(WHAT YOU SHOULD DO)
For this exercise, please reproduce the records below word for word, from the first line through the line with "async fn fetch_products(&self)".
** Opening EXERCISE INPUTS block **
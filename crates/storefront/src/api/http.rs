//! `reqwest` implementation of [`StorefrontApi`].
use super::{ApiError, StorefrontApi};
use crate::config::StorefrontConfig;
use crate::model::{OrderPayload, OrderReceipt, OrderResponse, Product};
use async_trait::async_trait;
use serde::Deserialize;
use serde_json::Value;
use tracing::{debug, instrument, warn};

#[derive(Debug, Clone)]
pub struct HttpStorefrontApi {
    client: reqwest::Client,
    products_url: String,
    order_url: String,
}

impl HttpStorefrontApi {
    pub fn new(config: &StorefrontConfig) -> Result<Self, ApiError> {
        let client = reqwest::Client::builder()
            .timeout(config.request_timeout)
            .build()?;
        Ok(Self {
            client,
            products_url: config.products_url.clone(),
            order_url: config.order_url.clone(),
        })
    }
}

#[async_trait]
impl StorefrontApi for HttpStorefrontApi {
    #[instrument(skip(self), fields(url = %self.products_url))]
    async fn fetch_products(&self) -> Result<Vec<Product>, ApiError> {
        let response = self.client.get(&self.products_url).send().await?;
        let status = response.status();
        if !status.is_success() {
            return Err(ApiError::Status(status.as_u16()));
        }
        let body = response.bytes().await?;
        let products = parse_catalog(&body)?;
        debug!(count = products.len(), "Catalog fetched");
        Ok(products)
    }

    #[instrument(skip(self, payload), fields(url = %self.order_url, product = %payload.product_ids))]
    async fn place_order(&self, payload: &OrderPayload) -> Result<OrderReceipt, ApiError> {
        debug!(?payload, "Posting order");
        let response = self.client.post(&self.order_url).json(payload).send().await?;
        let http_status = response.status().as_u16();
        let body = response.bytes().await?;
        let body = parse_order_response(&body)?;
        debug!(http_status, ?body, "Order response");
        Ok(OrderReceipt { http_status, body })
    }
}

/// Unwraps `{ data: { data: [...] } }`.
///
/// Only a body that is not JSON at all is an error. A missing level or a non-array
/// list means no products, and entries that do not parse as a [`Product`] are skipped.
pub fn parse_catalog(body: &[u8]) -> Result<Vec<Product>, ApiError> {
    let envelope: Value =
        serde_json::from_slice(body).map_err(|e| ApiError::Decode(e.to_string()))?;
    let Some(entries) = envelope
        .get("data")
        .and_then(|page| page.get("data"))
        .and_then(Value::as_array)
    else {
        debug!("Catalog response carries no product list");
        return Ok(Vec::new());
    };

    let products = entries
        .iter()
        .enumerate()
        .filter_map(|(index, entry)| {
            Product::deserialize(entry)
                .map_err(|e| warn!(index, error = %e, "Skipping malformed product"))
                .ok()
        })
        .collect();
    Ok(products)
}

pub fn parse_order_response(body: &[u8]) -> Result<OrderResponse, ApiError> {
    serde_json::from_slice(body).map_err(|e| ApiError::Decode(e.to_string()))
}
//! # System Lifecycle & Orchestration
//!
//! Starting, wiring and stopping the storefront actors.
//!
//! ## The Storefront Pattern
//!
//! [`Storefront`] is the conductor of the system:
//!
//! ```rust,ignore
//! let storefront = Storefront::from_config(config)?;
//!
//! let draft = storefront.select_product_by_id("17".into()).await?;
//! storefront.order_client.open_order_form().await?;
//! // ... fill in and submit through `storefront.order_client` ...
//!
//! storefront.shutdown().await?;
//! ```
//!
//! ## Dependency Injection via Context
//!
//! Both actors are created without dependencies and receive the shared
//! [`StorefrontApi`](crate::api::StorefrontApi) through `run(context)`:
//!
//! ```rust,ignore
//! impl ActorState for CatalogState {
//!     type Context = SharedApi;
//! }
//!
//! impl ActorState for OrderState {
//!     type Context = SharedApi;
//! }
//! ```
//!
//! Tests pass a scripted API instead of [`HttpStorefrontApi`](crate::api::HttpStorefrontApi)
//! through [`Storefront::start`].
//!
//! ## Graceful Shutdown
//!
//! 1. **Drop all clients** - Closes the sender side of channels
//! 2. **Actors detect closure** - `receiver.recv()` returns `None`
//! 3. **Actors clean up** - `on_stop` cancels the notice timer
//! 4. **Await completion** - Wait for all actor tasks to finish
//!
//! Spawned work (the catalog fetch, an order request) only holds a weak mailbox, so it
//! never keeps an actor alive past its last client.
//!
//! ## Observability & Tracing
//!
//! Call [`setup_tracing`](storefront_actor::telemetry::setup_tracing) once at startup:
//!
//! ```bash
//! RUST_LOG=info storefront products    # Compact logs
//! RUST_LOG=debug storefront products   # Full payloads
//! ```

pub mod storefront;

pub use self::storefront::*;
** Closing EXERCISE INPUTS block **
(RESULT)
filename crates/storefront/src/api/http.rs
//! `reqwest` implementation of [`StorefrontApi`].
use super::{ApiError, StorefrontApi};
use crate::config::StorefrontConfig;
use crate::model::{OrderPayload, OrderReceipt, OrderResponse, Product};
use async_trait::async_trait;
use serde::Deserialize;
use serde_json::Value;
use tracing::{debug, instrument, warn};

#[derive(Debug, Clone)]
pub struct HttpStorefrontApi {
    client: reqwest::Client,
    products_url: String,
    order_url: String,
}

impl HttpStorefrontApi {
    pub fn new(config: &StorefrontConfig) -> Result<Self, ApiError> {
        let client = reqwest::Client::builder()
            .timeout(config.request_timeout)
            .build()?;
        Ok(Self {
            client,
            products_url: config.products_url.clone(),
            order_url: config.order_url.clone(),
        })
    }
}

#[async_trait]
impl StorefrontApi for HttpStorefrontApi {
    #[instrument(skip(self), fields(url = %self.products_url))]
    async fn fetch_products(&self) -> Result<Vec<Product>, ApiError> {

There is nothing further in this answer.